In order to measure the size of real government, the Samsung Economic Research Institute (SERI) used the fiscal spending as a share of GDP and the measures of regulations for 28 OECD countries. Combining the data available from the OECD, SERI calculated benchmark averages for fiscal spending and regulatory measures. According to the new index of ‘size of real government,' Korea ranked 21st among 28 OECD countries. ( Turkey and Mexico were excluded in the analysis due to the lack of reliable data.) The graph below shows that the Korean government is larger than the US and the UK that are known to minimize government intervention. On the other hand, most European countries have larger governments than Korea.

III. Suggestions

OECD member countries, excluding Korea, are divided into three groups. The first group consists of heavily regulated countries with high levels of fiscal spending. The group includes Southern European countries such as France, Portugal, Greece, and Italy. The second group with moderate regulations and large fiscal spending includes welfare states in Northern Europe, such as the Netherlands, Sweden, Finland, and Austria. The third group includes the US, the UK, Canada, and Australia, which spend and regulate less than other OECD members.

Korea is unique in that its regulatory environment is rather prohibitive in comparison to its low fiscal spending level. According to SERI, Korea's inclination to rely more on regulations than on fiscal spending is the highest among all OECD member countries.
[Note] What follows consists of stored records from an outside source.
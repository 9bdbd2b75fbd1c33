//! The compositor: one sequential pass over the drawing surface in a
//! fixed z-order. No stage branches back; image stages are skipped when
//! their asset is absent, except the signature stage which substitutes a
//! generated stroke.

use kurbo::{BezPath, Point, Rect, Shape};

use crate::{
    assets::LoadedAssets,
    config::{Geometry, Rgba8, TemplateConfig},
    error::LaureaResult,
    shapes,
    surface::{FontSpec, Paint, Surface},
    typography,
};

const BACKGROUND: Rgba8 = Rgba8::rgb(251, 249, 244);
const INK: Rgba8 = Rgba8::rgb(43, 43, 43);
const INK_MUTED: Rgba8 = Rgba8::rgb(96, 96, 96);

const HEADING_SIZE: f32 = 64.0;
const SUBTITLE_SIZE: f32 = 28.0;
const SUBTITLE_LETTER_SPACING: f64 = 6.0;
const PREAMBLE_SIZE: f32 = 26.0;
const BODY_SIZE: f32 = 24.0;
const BODY_LINE_HEIGHT: f64 = 34.0;
const SIGNATORY_NAME_SIZE: f32 = 26.0;
const SIGNATORY_TITLE_SIZE: f32 = 18.0;

/// Horizontal padding subtracted from the content width when fitting the
/// recipient name.
const NAME_FIT_PADDING: f64 = 80.0;
const NAME_SHADOW_OFFSET: f64 = 2.0;
const UNDERLINE_MARGIN: f64 = 40.0;

const HEADING_TEXT: &str = "Certificate";
const SUBTITLE_TEXT: &str = "OF COMPLETION";
const PREAMBLE_TEXT: &str = "This certificate is proudly presented to";

pub struct Compositor<'a, S: Surface> {
    surface: &'a mut S,
    cfg: &'a TemplateConfig,
    geo: &'a Geometry,
    assets: &'a LoadedAssets,
    recipient_name: &'a str,
}

impl<'a, S: Surface> Compositor<'a, S> {
    pub fn new(
        surface: &'a mut S,
        cfg: &'a TemplateConfig,
        geo: &'a Geometry,
        assets: &'a LoadedAssets,
        recipient_name: &'a str,
    ) -> Self {
        Self {
            surface,
            cfg,
            geo,
            assets,
            recipient_name,
        }
    }

    /// Execute every stage in the fixed z-order.
    pub fn run(&mut self) -> LaureaResult<()> {
        self.draw_background();
        self.draw_panel();
        self.draw_accent_stripe();
        self.draw_swooshes();
        self.draw_borders();
        self.draw_medallion();
        self.draw_heading();
        self.draw_subtitle();
        self.draw_divider();
        self.draw_preamble();
        self.draw_recipient_name();
        self.draw_body();
        self.draw_signature_block()?;
        self.draw_stamp()?;
        self.draw_logo()?;
        Ok(())
    }

    fn draw_background(&mut self) {
        let full = Rect::new(0.0, 0.0, self.geo.width, self.geo.height).to_path(1e-3);
        self.surface.fill_path(&full, &Paint::Solid(BACKGROUND));
    }

    fn draw_panel(&mut self) {
        let path = shapes::panel_path(self.geo);
        let paint = shapes::panel_paint(self.geo, &self.cfg.palette);
        self.surface.fill_path(&path, &paint);
    }

    fn draw_accent_stripe(&mut self) {
        let path = shapes::accent_stripe_path(self.geo);
        let paint = shapes::accent_stripe_paint(self.geo, &self.cfg.palette);
        self.surface.fill_path(&path, &paint);
    }

    fn draw_swooshes(&mut self) {
        let paint = shapes::swoosh_paint(&self.cfg.palette);
        for path in shapes::swoosh_paths(self.geo) {
            self.surface.fill_path(&path, &paint);
        }
    }

    fn draw_borders(&mut self) {
        let outer = inset_rect(self.geo, self.geo.border_outer_inset).to_path(1e-3);
        self.surface.stroke_path(
            &outer,
            &Paint::Solid(self.cfg.palette.accent_dark),
            6.0,
        );

        let inner = inset_rect(self.geo, self.geo.border_inner_inset).to_path(1e-3);
        self.surface.stroke_path(
            &inner,
            &Paint::Solid(self.cfg.palette.accent.with_alpha(120)),
            2.0,
        );
    }

    // Ribbons, outer ring, rosette, inner disc, star: strictly inside-out
    // z-order around one anchor.
    fn draw_medallion(&mut self) {
        let center = self.geo.seal_center;
        let radius = self.geo.seal_radius;
        let palette = &self.cfg.palette;

        let ribbon_paint = shapes::ribbon_paint(center, radius, palette);
        for ribbon in shapes::ribbon_paths(center, radius) {
            self.surface.fill_path(&ribbon, &ribbon_paint);
        }

        self.surface.fill_path(
            &shapes::ring_path(center, radius),
            &shapes::ring_paint(center, radius, palette),
        );

        self.surface.fill_path(
            &shapes::rosette_path(center, radius, shapes::ROSETTE_TEETH),
            &shapes::rosette_paint(palette),
        );

        let disc_radius = radius - shapes::DISC_INSET;
        self.surface.fill_path(
            &shapes::disc_path(center, disc_radius),
            &shapes::disc_paint(center, disc_radius, palette),
        );
        self.surface.stroke_path(
            &shapes::disc_path(center, disc_radius),
            &Paint::Solid(palette.accent_dark),
            2.0,
        );

        let star_radius = disc_radius - shapes::STAR_INSET;
        self.surface.fill_path(
            &shapes::star_path(center, star_radius, shapes::STAR_SPIKES),
            &shapes::star_paint(center, star_radius),
        );
    }

    fn draw_heading(&mut self) {
        let spec = FontSpec::serif(HEADING_SIZE).bold();
        let width = self.surface.measure_text(HEADING_TEXT, &spec);
        let x = self.geo.content_center - width / 2.0;
        let baseline = self.geo.height * 0.205;
        self.surface
            .fill_text(HEADING_TEXT, x, baseline, &spec, self.cfg.palette.primary_dark);
    }

    // Letter-by-letter with manual advance accumulation: every character
    // is centered in its own slot of (glyph width + spacing).
    fn draw_subtitle(&mut self) {
        let spec = FontSpec::serif(SUBTITLE_SIZE);
        let surface = &mut *self.surface;
        let (slots, total) = typography::letter_slots(
            |s| surface.measure_text(s, &spec),
            SUBTITLE_TEXT,
            SUBTITLE_LETTER_SPACING,
        );

        let baseline = self.geo.height * 0.27;
        let mut x = self.geo.content_center - total / 2.0;
        for slot in &slots {
            self.surface.fill_text(
                &slot.ch,
                x + SUBTITLE_LETTER_SPACING / 2.0,
                baseline,
                &spec,
                self.cfg.palette.accent_dark,
            );
            x += slot.width + SUBTITLE_LETTER_SPACING;
        }
    }

    fn draw_divider(&mut self) {
        let y = self.geo.height * 0.315;
        let cx = self.geo.content_center;
        let paint = Paint::Solid(self.cfg.palette.accent_dark);

        self.surface
            .stroke_path(&line_path((cx - 160.0, y), (cx - 14.0, y)), &paint, 2.0);
        self.surface
            .stroke_path(&line_path((cx + 14.0, y), (cx + 160.0, y)), &paint, 2.0);
        self.surface
            .fill_path(&shapes::rotated_square_path(Point::new(cx, y), 8.0), &paint);
    }

    fn draw_preamble(&mut self) {
        let spec = FontSpec::serif(PREAMBLE_SIZE).italic();
        let width = self.surface.measure_text(PREAMBLE_TEXT, &spec);
        let x = self.geo.content_center - width / 2.0;
        let baseline = self.geo.height * 0.385;
        self.surface
            .fill_text(PREAMBLE_TEXT, x, baseline, &spec, INK_MUTED);
    }

    fn draw_recipient_name(&mut self) {
        let base_spec = FontSpec::script(typography::NAME_MAX_SIZE);
        let max_width = self.geo.content_width - NAME_FIT_PADDING;

        let surface = &mut *self.surface;
        let size = typography::fit_size(
            |text, size| surface.measure_text(text, &base_spec.with_size(size)),
            self.recipient_name,
            max_width,
        );

        let spec = base_spec.with_size(size);
        let width = self.surface.measure_text(self.recipient_name, &spec);
        let x = self.geo.content_center - width / 2.0;
        let baseline = self.geo.height * 0.49;

        // Dark pass offset under the accent pass makes the drop shadow.
        self.surface.fill_text(
            self.recipient_name,
            x + NAME_SHADOW_OFFSET,
            baseline + NAME_SHADOW_OFFSET,
            &spec,
            self.cfg.palette.primary_dark,
        );
        self.surface.fill_text(
            self.recipient_name,
            x,
            baseline,
            &spec,
            self.cfg.palette.accent_dark,
        );

        let underline_width =
            (width + UNDERLINE_MARGIN).min(self.geo.content_width - UNDERLINE_MARGIN);
        let underline_y = baseline + 26.0;
        self.surface.stroke_path(
            &line_path(
                (self.geo.content_center - underline_width / 2.0, underline_y),
                (self.geo.content_center + underline_width / 2.0, underline_y),
            ),
            &Paint::Solid(self.cfg.palette.accent),
            3.0,
        );
    }

    fn draw_body(&mut self) {
        let spec = FontSpec::serif(BODY_SIZE);
        let text = format!(
            "for successfully completing the course {} as offered by {}",
            self.cfg.course, self.cfg.organization
        );
        let max_width = self.geo.content_width - 60.0;

        let surface = &mut *self.surface;
        let lines = typography::wrap_greedy(|t| surface.measure_text(t, &spec), &text, max_width);

        let mut baseline = self.geo.height * 0.58;
        for line in &lines {
            let width = self.surface.measure_text(line, &spec);
            let x = self.geo.content_center - width / 2.0;
            self.surface.fill_text(line, x, baseline, &spec, INK);
            baseline += BODY_LINE_HEIGHT;
        }
    }

    fn draw_signature_block(&mut self) -> LaureaResult<()> {
        let cx = self.geo.content_center;
        let line_y = self.geo.height * 0.845;
        let line_width = 280.0;

        match &self.assets.signature {
            Some(signature) => {
                let height = 70.0;
                let width = (height * signature.aspect()).min(line_width);
                self.surface.draw_image(
                    signature,
                    cx - width / 2.0,
                    line_y - height - 8.0,
                    width,
                    height,
                    1.0,
                )?;
            }
            None => {
                // Generated fallback so the block never shows a gap.
                let scrawl = shapes::signature_stroke_path(cx, line_y - 18.0, 240.0);
                self.surface.stroke_path(&scrawl, &Paint::Solid(INK), 2.2);
            }
        }

        self.surface.stroke_path(
            &line_path((cx - line_width / 2.0, line_y), (cx + line_width / 2.0, line_y)),
            &Paint::Solid(INK_MUTED),
            1.5,
        );

        let name_spec = FontSpec::serif(SIGNATORY_NAME_SIZE);
        let name_width = self.surface.measure_text(&self.cfg.signatory_name, &name_spec);
        self.surface.fill_text(
            &self.cfg.signatory_name,
            cx - name_width / 2.0,
            line_y + 32.0,
            &name_spec,
            INK,
        );

        let title_spec = FontSpec::serif(SIGNATORY_TITLE_SIZE);
        let title_width = self
            .surface
            .measure_text(&self.cfg.signatory_title, &title_spec);
        self.surface.fill_text(
            &self.cfg.signatory_title,
            cx - title_width / 2.0,
            line_y + 60.0,
            &title_spec,
            INK_MUTED,
        );
        Ok(())
    }

    fn draw_stamp(&mut self) -> LaureaResult<()> {
        let Some(stamp) = &self.assets.stamp else {
            return Ok(());
        };
        let size = 170.0;
        let x = self.geo.width - size - 110.0;
        let y = self.geo.height - size - 130.0;
        self.surface.draw_image(stamp, x, y, size, size, 0.55)
    }

    fn draw_logo(&mut self) -> LaureaResult<()> {
        let Some(logo) = &self.assets.logo else {
            return Ok(());
        };
        let height = 90.0;
        let width = (height * logo.aspect()).min(260.0);
        let x = self.geo.width - width - 56.0;
        self.surface.draw_image(logo, x, 48.0, width, height, 0.95)
    }
}

fn inset_rect(geo: &Geometry, inset: f64) -> Rect {
    Rect::new(inset, inset, geo.width - inset, geo.height - inset)
}

fn line_path(from: (f64, f64), to: (f64, f64)) -> BezPath {
    let mut path = BezPath::new();
    path.move_to(from);
    path.line_to(to);
    path
}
Countries facing difficulties finding new revenue sources tend to strengthen regulations.

Four Groups of OECD Countries

Four Groups of OECD Countries

Given recent increases in fiscal spending and regulation, Korea is likely to join the first group with high fiscal spending and heavy regulation. The Korean government needs to recognize that the first group has experienced lower economic growth and higher unemployment than others.

Thus, the Korean government must set up strategies to prevent itself from expanding its fiscal and regulatory size excessively. First, it must make an effort to turn itself into a small but strong government. To achieve this, it must streamline government organizations. It must also allocate financial resources in a more efficient manner and improve the tax collection system.

Second, the Korean government needs to adjust fiscal spending priorities. To this end, it should give a higher priority to innovation and knowledge creation. At the same time, it needs to make more effort to achieve social integration by strengthening the social safety net.

Finally, the Korean government has to ease regulations and improve the quality of regulations. For example, it can link government's innovation initiative to regulatory reform, set up a permanent body designed to overhaul regulations, and introduce incentive regulations.